LAUDER
- a surname said to have been originally de Lavendre. The first of the
name is stated to have been one of those Anglo-Norman barons who
accompanied Malcolm Canmore to Scotland in 1056, and obtained from
that monarch certain grants of land, particularly in Berwickshire, to
which he gave his own name, being also invested with the hereditary
bailieship of Lauderdale. The surname, however, is more likely to have
been derived from the Leader water, called by Camden in his Britannia,
Lauder; the vale through which it flows being, from a very early
period, called Lauderdale. The Celtic word Laudur, signifying
the lesser river, or the river which breaks forth, is thought by some
to apply to the Leader, which occasionally, after heavy rains,
overflows its banks and overspreads the neighbouring lands. Nisbet
(vol. i. p. 351) says that, sometimes written Lauther, the name is
local, from the town and lands of Lauder, that is “Lower than the
hills that surround it.”
Robertus de Lavedre, the fifth in descent from the first Anglo-Norman
of the name, accompanied David Earl of Huntington, brother of William
the Lion, to the holy land.
Another Robertus de Lavedre witnessed a charter of John de Mautelant,
ancestor of the noble family of Maitland, to the abbey of Dryburgh.
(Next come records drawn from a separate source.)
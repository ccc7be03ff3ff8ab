//! Cumulative probability evaluators for the standard normal distribution
//!
//! The table builder asks a [`CdfEvaluator`] for Φ(z) at every sample. Two
//! evaluators are provided:
//!
//! - [`ErfCdf`]: closed form via the complementary error function (default)
//! - [`GaussLegendreCdf`]: fixed-order Gauss–Legendre quadrature of the density
//!
//! Any `Fn(f64) -> f64 + Send + Sync` closure is also an evaluator.

use crate::error::{ZTableError, ZTableResult};
use gauss_quad::GaussLegendre;
use std::f64::consts::{FRAC_1_SQRT_2, PI};

/// Computes the cumulative probability Φ(z) of the standard normal.
pub trait CdfEvaluator: Send + Sync {
    fn cdf(&self, z: f64) -> f64;
}

impl<F> CdfEvaluator for F
where
    F: Fn(f64) -> f64 + Send + Sync,
{
    fn cdf(&self, z: f64) -> f64 {
        self(z)
    }
}

/// Standard normal probability density φ(x).
pub fn normal_pdf(x: f64) -> f64 {
    (1.0 / (2.0 * PI).sqrt()) * (-x * x / 2.0).exp()
}

/// Closed-form Φ(z) = ½·erfc(−z/√2).
///
/// Using erfc rather than `1 + erf` keeps full relative precision in the
/// lower tail.
#[derive(Debug, Clone, Copy, Default)]
pub struct ErfCdf;

impl CdfEvaluator for ErfCdf {
    fn cdf(&self, z: f64) -> f64 {
        0.5 * libm::erfc(-z * FRAC_1_SQRT_2)
    }
}

/// Default quadrature order for [`GaussLegendreCdf`].
pub const DEFAULT_QUADRATURE_ORDER: usize = 64;

/// Φ(z) by numerical integration of [`normal_pdf`].
///
/// Integrates over `[0, |z|]` with an n-point Gauss–Legendre rule and adds
/// or subtracts the result from ½, so the infinite lower bound never has to
/// be sampled.
#[derive(Debug, Clone)]
pub struct GaussLegendreCdf {
    rule: GaussLegendre,
    order: usize,
}

impl GaussLegendreCdf {
    /// Build a rule of the given order. Orders below 2 are rejected.
    pub fn new(order: usize) -> ZTableResult<Self> {
        let rule = GaussLegendre::new(order)
            .map_err(|e| ZTableError::Config(format!("quadrature order {order}: {e}")))?;
        Ok(Self { rule, order })
    }

    /// Build a rule of [`DEFAULT_QUADRATURE_ORDER`].
    pub fn standard() -> ZTableResult<Self> {
        Self::new(DEFAULT_QUADRATURE_ORDER)
    }

    pub fn order(&self) -> usize {
        self.order
    }
}

impl CdfEvaluator for GaussLegendreCdf {
    fn cdf(&self, z: f64) -> f64 {
        if z.is_nan() {
            return f64::NAN;
        }
        if z.is_infinite() {
            return if z > 0.0 { 1.0 } else { 0.0 };
        }
        let area = self.rule.integrate(0.0, z.abs(), normal_pdf);
        if z >= 0.0 {
            0.5 + area
        } else {
            0.5 - area
        }
    }
}
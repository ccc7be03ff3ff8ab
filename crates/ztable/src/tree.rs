//! Bucketed binary search tree over leaf percentages
//!
//! Leaves are grouped into buckets of `bucket_size`. Each complete bucket
//! contributes one boundary node carrying the percentage of its last leaf
//! and the index of its first leaf. Adjacent nodes are then merged pairwise,
//! each parent routing on the mean of its children, until one root remains.
//!
//! A trailing incomplete bucket, and the odd node left over at the end of
//! any merged layer, are dropped. Descent therefore only finds an
//! approximate starting point; the query engine finishes with a linear scan.

use crate::leaf::LeafNode;

/// A node of the search tree
///
/// Boundary nodes have no children and a meaningful `index`. Higher nodes
/// always have both children and `index` 0.
#[derive(Debug, Clone, PartialEq)]
pub struct SearchNode {
    pub value: f64,
    pub index: usize,
    pub left: Option<Box<SearchNode>>,
    pub right: Option<Box<SearchNode>>,
}

impl SearchNode {
    fn boundary(value: f64, index: usize) -> Self {
        Self {
            value,
            index,
            left: None,
            right: None,
        }
    }

    fn join(left: SearchNode, right: SearchNode) -> Self {
        Self {
            value: (left.value + right.value) / 2.0,
            index: 0,
            left: Some(Box::new(left)),
            right: Some(Box::new(right)),
        }
    }

    pub fn is_boundary(&self) -> bool {
        self.left.is_none() && self.right.is_none()
    }

    /// Number of nodes on the longest root-to-boundary path
    pub fn depth(&self) -> usize {
        let left = self.left.as_ref().map_or(0, |n| n.depth());
        let right = self.right.as_ref().map_or(0, |n| n.depth());
        1 + left.max(right)
    }

    /// Number of boundary nodes reachable from this node
    pub fn boundary_count(&self) -> usize {
        if self.is_boundary() {
            return 1;
        }
        self.left.as_ref().map_or(0, |n| n.boundary_count())
            + self.right.as_ref().map_or(0, |n| n.boundary_count())
    }

    /// Walk towards `percentage` and return the boundary node reached.
    pub fn descend(&self, percentage: f64) -> &SearchNode {
        let mut node = self;
        loop {
            let next = if percentage > node.value {
                node.right.as_deref()
            } else if percentage <= node.value {
                node.left.as_deref()
            } else {
                None
            };
            match next {
                Some(child) => node = child,
                None => return node,
            }
        }
    }
}

/// One boundary node per complete bucket.
pub fn boundary_layer(leaves: &[LeafNode], bucket_size: usize) -> Vec<SearchNode> {
    if bucket_size == 0 {
        return Vec::new();
    }
    leaves
        .chunks_exact(bucket_size)
        .enumerate()
        .filter_map(|(bucket, chunk)| {
            chunk
                .last()
                .map(|last| SearchNode::boundary(last.percentage, bucket * bucket_size))
        })
        .collect()
}

/// Merge adjacent pairs until at most one node remains.
pub fn merge_layers(mut layer: Vec<SearchNode>) -> Option<SearchNode> {
    while layer.len() > 1 {
        let mut nodes = layer.into_iter();
        let mut parents = Vec::with_capacity(nodes.len() / 2);
        while let (Some(left), Some(right)) = (nodes.next(), nodes.next()) {
            parents.push(SearchNode::join(left, right));
        }
        layer = parents;
    }
    layer.pop()
}

/// Build the search tree for `leaves`, or `None` if no bucket is complete.
pub fn build_tree(leaves: &[LeafNode], bucket_size: usize) -> Option<SearchNode> {
    let boundaries = boundary_layer(leaves, bucket_size);
    tracing::trace!(
        "Built {} boundary nodes from {} leaves",
        boundaries.len(),
        leaves.len()
    );
    merge_layers(boundaries)
}
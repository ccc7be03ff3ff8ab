//! Table construction options.

use crate::error::{ZTableError, ZTableResult};
use serde::{Deserialize, Serialize};

/// Bucket size used when none (or a non-positive one) is given.
pub const DEFAULT_BUCKET_SIZE: usize = 30;

/// Options recognised by [`ZTable::new`](crate::ZTable::new).
///
/// `bucket_size` controls how many contiguous leaves sit under one boundary
/// node of the search tree. It trades descent depth against refinement-scan
/// length and never changes query results. Zero or negative values fall back
/// to [`DEFAULT_BUCKET_SIZE`].
#[derive(Debug, Clone, Copy, PartialEq, Eq, Default, Serialize, Deserialize)]
#[serde(default)]
pub struct ZTableOptions {
    pub bucket_size: i64,
}

impl ZTableOptions {
    pub fn with_bucket_size(bucket_size: i64) -> Self {
        Self { bucket_size }
    }

    /// Parse options from TOML text, e.g. `bucket_size = 10`.
    pub fn from_toml_str(input: &str) -> ZTableResult<Self> {
        toml::from_str(input).map_err(|e| ZTableError::Config(e.to_string()))
    }

    /// Render options as TOML text accepted by [`from_toml_str`](Self::from_toml_str).
    pub fn to_toml_string(&self) -> ZTableResult<String> {
        toml::to_string(self).map_err(|e| ZTableError::Config(e.to_string()))
    }

    /// The bucket size actually used to build the tree.
    pub fn effective_bucket_size(&self) -> usize {
        if self.bucket_size <= 0 {
            if self.bucket_size < 0 {
                tracing::warn!(
                    "Negative bucket size {}, using default {}",
                    self.bucket_size,
                    DEFAULT_BUCKET_SIZE
                );
            }
            return DEFAULT_BUCKET_SIZE;
        }
        usize::try_from(self.bucket_size).unwrap_or(DEFAULT_BUCKET_SIZE)
    }
}
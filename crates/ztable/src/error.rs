//! Error types for z-table queries and option loading

use thiserror::Error;

/// Errors returned by the z-table
#[derive(Debug, Clone, PartialEq, Eq, Error)]
pub enum ZTableError {
    #[error("Not found: {0}")]
    NotFound(String),

    #[error("Invalid options: {0}")]
    Config(String),
}

impl ZTableError {
    /// The error `find_z_score` reports when no leaf can be resolved.
    pub(crate) fn z_score_not_found() -> Self {
        ZTableError::NotFound("unable to find z-score given percentage".to_string())
    }

    /// Check if this is a not-found error
    pub fn is_not_found(&self) -> bool {
        matches!(self, ZTableError::NotFound(_))
    }
}

/// Result type for z-table operations
pub type ZTableResult<T> = Result<T, ZTableError>;
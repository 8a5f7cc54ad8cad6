mod clipboard_writer;
mod mouse_position_provider;
mod screen_capturer;
mod text_panel;

pub use clipboard_writer::ClipboardWriter;
pub use mouse_position_provider::MousePositionProvider;
pub use screen_capturer::ScreenCapturer;
pub use text_panel::TextPanel;
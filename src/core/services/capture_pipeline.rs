use std::sync::Arc;

use crate::core::errors::PipelineError;
use crate::core::interfaces::adapters::OcrService;
use crate::core::interfaces::ports::ScreenCapturer;
use crate::core::models::{CaptureTarget, CapturedImage, ExtractionResult};
use crate::core::services::{EngineCache, ImagePreprocessor};

/// The capture, preprocess and recognize stages of one run, shared by the
/// shell's background tasks.
#[derive(Clone)]
pub struct CapturePipeline {
    screen_capturer: Arc<dyn ScreenCapturer>,
    preprocessor: Arc<ImagePreprocessor>,
    engine_cache: Arc<EngineCache>,
    ocr_service: Arc<dyn OcrService>,
}

impl CapturePipeline {
    pub fn build(
        screen_capturer: Arc<dyn ScreenCapturer>,
        preprocessor: Arc<ImagePreprocessor>,
        engine_cache: Arc<EngineCache>,
        ocr_service: Arc<dyn OcrService>,
    ) -> Self {
        Self {
            screen_capturer,
            preprocessor,
            engine_cache,
            ocr_service,
        }
    }

    pub fn screen_capturer(&self) -> &Arc<dyn ScreenCapturer> {
        &self.screen_capturer
    }

    pub fn engine_cache(&self) -> &Arc<EngineCache> {
        &self.engine_cache
    }

    pub fn capture(&self, target: &CaptureTarget) -> Result<CapturedImage, PipelineError> {
        Ok(self.screen_capturer.capture_region(target)?)
    }

    pub fn preprocess(&self, image: CapturedImage) -> CapturedImage {
        self.preprocessor.process(image)
    }

    /// Resolves the engine (cached after the first success) and runs OCR.
    pub async fn recognize(&self, image: &CapturedImage) -> Result<ExtractionResult, PipelineError> {
        let engine = self.engine_cache.get_or_resolve()?;

        match self.ocr_service.extract_text_from_image(&engine, image).await {
            Ok(result) => Ok(result),
            Err(error) => {
                if error.indicates_missing_engine() {
                    self.engine_cache.invalidate();
                }
                Err(error.into())
            }
        }
    }

    /// All stages back to back, without any UI in between.
    #[allow(dead_code)]
    pub async fn run(&self, target: &CaptureTarget) -> Result<ExtractionResult, PipelineError> {
        let captured = self.capture(target)?;
        let processed = self.preprocess(captured);
        self.recognize(&processed).await
    }
}

#[cfg(test)]
pub(crate) mod test_support {
    use std::path::PathBuf;

    use async_trait::async_trait;
    use image::{DynamicImage, Rgba, RgbaImage};

    use super::*;
    use crate::core::errors::{CaptureError, OcrExecutionError};
    use crate::core::interfaces::adapters::EngineResolver;
    use crate::core::models::{DisplayGeometry, OcrEngineHandle, PreprocessSettings};

    /// A single 800x600 white display at the desktop origin.
    pub struct WhiteScreenCapturer;

    impl WhiteScreenCapturer {
        pub fn display() -> DisplayGeometry {
            DisplayGeometry {
                x: 0,
                y: 0,
                logical_width: 800,
                logical_height: 600,
                scale_factor: 1.0,
            }
        }
    }

    impl ScreenCapturer for WhiteScreenCapturer {
        fn display_at_point(&self, x: i32, y: i32) -> Result<DisplayGeometry, CaptureError> {
            let display = Self::display();
            if x < 0 || y < 0 || x >= 800 || y >= 600 {
                return Err(CaptureError::NoDisplayAt { x, y });
            }
            Ok(display)
        }

        fn capture_region(&self, target: &CaptureTarget) -> Result<CapturedImage, CaptureError> {
            let region = &target.region;
            if !Self::display().is_same_display(&target.display) {
                return Err(CaptureError::NoDisplayAt {
                    x: target.display.x,
                    y: target.display.y,
                });
            }
            if !Self::display().contains_local_region(region) {
                return Err(CaptureError::OutsideDisplays {
                    left: region.left,
                    top: region.top,
                    right: region.right,
                    bottom: region.bottom,
                });
            }
            let buffer =
                RgbaImage::from_pixel(region.width(), region.height(), Rgba([255, 255, 255, 255]));
            Ok(CapturedImage::from_dynamic(DynamicImage::ImageRgba8(buffer)))
        }
    }

    pub struct FixedResolver(pub Option<PathBuf>);

    impl EngineResolver for FixedResolver {
        fn resolve(&self) -> Option<OcrEngineHandle> {
            self.0
                .clone()
                .map(|path| OcrEngineHandle::new(path, crate::core::models::EngineSource::Configured))
        }

        fn searched_locations(&self) -> Vec<PathBuf> {
            self.0.iter().cloned().collect()
        }
    }

    pub struct CannedOcrService(pub Result<String, OcrExecutionError>);

    #[async_trait]
    impl OcrService for CannedOcrService {
        async fn extract_text_from_image(
            &self,
            _engine: &OcrEngineHandle,
            _image: &CapturedImage,
        ) -> Result<ExtractionResult, OcrExecutionError> {
            self.0
                .clone()
                .map(|text| ExtractionResult::from_engine_output(&text))
        }
    }

    pub fn pipeline_with(
        engine_path: Option<PathBuf>,
        ocr_service: Arc<dyn OcrService>,
    ) -> CapturePipeline {
        CapturePipeline::build(
            Arc::new(WhiteScreenCapturer),
            Arc::new(ImagePreprocessor::from_settings(&PreprocessSettings::default())),
            Arc::new(EngineCache::new(Arc::new(FixedResolver(engine_path)))),
            ocr_service,
        )
    }
}
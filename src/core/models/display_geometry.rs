use crate::core::models::ScreenRegion;

/// One attached display as seen by the capture backend.
///
/// `x`/`y` is the desktop origin as the backend reports it and only serves to
/// identify the display. The logical size is what windows are laid out in; the
/// pixel size is what a capture of the display produces.
#[derive(Debug, Clone, Copy, PartialEq)]
pub struct DisplayGeometry {
    pub x: i32,
    pub y: i32,
    pub logical_width: u32,
    pub logical_height: u32,
    pub scale_factor: f32,
}

impl DisplayGeometry {
    pub fn pixel_width(&self) -> u32 {
        (self.logical_width as f32 * self.scale_factor).round() as u32
    }

    pub fn pixel_height(&self) -> u32 {
        (self.logical_height as f32 * self.scale_factor).round() as u32
    }

    /// Same origin and logical size. Scale is left out since it is a float
    /// and may be re-reported with rounding noise.
    pub fn is_same_display(&self, other: &DisplayGeometry) -> bool {
        self.x == other.x
            && self.y == other.y
            && self.logical_width == other.logical_width
            && self.logical_height == other.logical_height
    }

    /// `region` is in this display's own pixels.
    pub fn contains_local_region(&self, region: &ScreenRegion) -> bool {
        region.left >= 0
            && region.top >= 0
            && region.right as i64 <= self.pixel_width() as i64
            && region.bottom as i64 <= self.pixel_height() as i64
    }

    /// Maps a point on an overlay of `surface_width x surface_height` logical
    /// units covering this display onto this display's capture pixels.
    pub fn surface_point_to_local_pixels(
        &self,
        point_x: f32,
        point_y: f32,
        surface_width: f32,
        surface_height: f32,
    ) -> (i32, i32) {
        let scale_x = if surface_width > 0.0 {
            self.pixel_width() as f32 / surface_width
        } else {
            self.scale_factor
        };
        let scale_y = if surface_height > 0.0 {
            self.pixel_height() as f32 / surface_height
        } else {
            self.scale_factor
        };

        let pixel_x = (point_x.max(0.0) * scale_x).round() as i32;
        let pixel_y = (point_y.max(0.0) * scale_y).round() as i32;

        (
            pixel_x.min(self.pixel_width() as i32),
            pixel_y.min(self.pixel_height() as i32),
        )
    }
}

#[cfg(test)]
mod tests {
    use super::*;

    fn hidpi_display() -> DisplayGeometry {
        DisplayGeometry {
            x: 0,
            y: 0,
            logical_width: 1440,
            logical_height: 900,
            scale_factor: 2.0,
        }
    }

    fn standard_display_right_of_hidpi() -> DisplayGeometry {
        DisplayGeometry {
            x: 1440,
            y: 0,
            logical_width: 1920,
            logical_height: 1080,
            scale_factor: 1.0,
        }
    }

    #[test]
    fn test_pixel_size_applies_scale_factor() {
        let display = hidpi_display();

        assert_eq!(display.pixel_width(), 2880);
        assert_eq!(display.pixel_height(), 1800);
    }

    #[test]
    fn test_contains_local_region_inside_and_outside() {
        let display = standard_display_right_of_hidpi();

        let inside = ScreenRegion::from_corners((10, 10), (110, 110)).unwrap();
        let past_right_edge = ScreenRegion::from_corners((1900, 10), (1930, 110)).unwrap();
        let negative = ScreenRegion::from_corners((-10, 10), (100, 110)).unwrap();

        assert!(display.contains_local_region(&inside));
        assert!(!display.contains_local_region(&past_right_edge));
        assert!(!display.contains_local_region(&negative));
    }

    #[test]
    fn test_surface_point_to_local_pixels_scales_to_capture_pixels() {
        let display = hidpi_display();

        let point = display.surface_point_to_local_pixels(100.0, 50.0, 1440.0, 900.0);

        assert_eq!(point, (200, 100));
    }

    #[test]
    fn test_surface_point_to_local_pixels_clamps_to_display() {
        let display = hidpi_display();

        let point = display.surface_point_to_local_pixels(5000.0, -20.0, 1440.0, 900.0);

        assert_eq!(point, (2880, 0));
    }

    #[test]
    fn test_secondary_display_points_stay_local_next_to_hidpi_primary() {
        let secondary = standard_display_right_of_hidpi();

        let first = secondary.surface_point_to_local_pixels(100.0, 100.0, 1920.0, 1080.0);
        let second = secondary.surface_point_to_local_pixels(400.0, 300.0, 1920.0, 1080.0);

        assert_eq!((first, second), ((100, 100), (400, 300)));
    }

    #[test]
    fn test_is_same_display_distinguishes_mixed_scale_neighbours() {
        let primary = hidpi_display();
        let secondary = standard_display_right_of_hidpi();
        let secondary_rereported = DisplayGeometry {
            scale_factor: 1.0000001,
            ..secondary
        };

        assert!(!primary.is_same_display(&secondary));
        assert!(secondary.is_same_display(&secondary_rereported));
    }
}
William de Lawedre of Lawedre, sheriff of Perthshire in 1251,
witnessed a charter of Alexander III.
Sir
Robert de Lavedre of the Bass fought at Stirling Bridge in 1297. The
family of Lauder were the earliest proprietors on record of the island
of the Bass, in the firth of Forth, and were usually designated the
Lauders of the Bass. According to Henry the Minstrel, Sir Robert de
Lauder of the Bass was the associate of Wallace in many of his
exploits. In the aisle of the lairds of the Bass, in the old church of
North Berwick, a tombstone once bore the following inscription, in
Latin-Saxon characters – “Here lies the good Robert Lauder, the great
laird of Congalton and the Bass, who died May 1311.” (Nisbet,
vol. i. p. 443.)
His
successor, also Sir Robert de Lauder, had a charter from William de
Lamberton, bishop of St. Andrews, of that portion of the island of the
Bass, over which the abbey of St. Andrews had until then retained a
right, the Lauders having, as stated already, possessed the larger
part of it for many generations. This charter, dated 4th
June 1316, was carried off from the Grange house near Edinburgh, with
a number of other documents and articles, by a housebreaker, in the
night between the 18th and 19th September 1836,
and has never been recovered. This Sir Robert de Lauder was ambassador
to England from Robert the Bruce upon various occasions. In 1323, he
was one of the proxies in the oath of peace with Edward II. He was
justiciary of the Lothians and that part of Scotland to the south of
the Forth in 1328, and in 1333 he and his son, Sir Robert de Lauder,
of Quarrelwood in the county of Nairn, who held the office of
justiciary of all the country to the south of the Forth, were present
at the disastrous battle of Halidon, under Archibald Douglas, lord of
Galloway, regent of Scotland, called the Tyneman, who was slain in the
fray. Sir Robert Lauder, the son, was constable of the royal castle
of Urquhart on Loch Ness, and bravely defended that stronghold, one of
the four which successfully held out against the power of Edward III.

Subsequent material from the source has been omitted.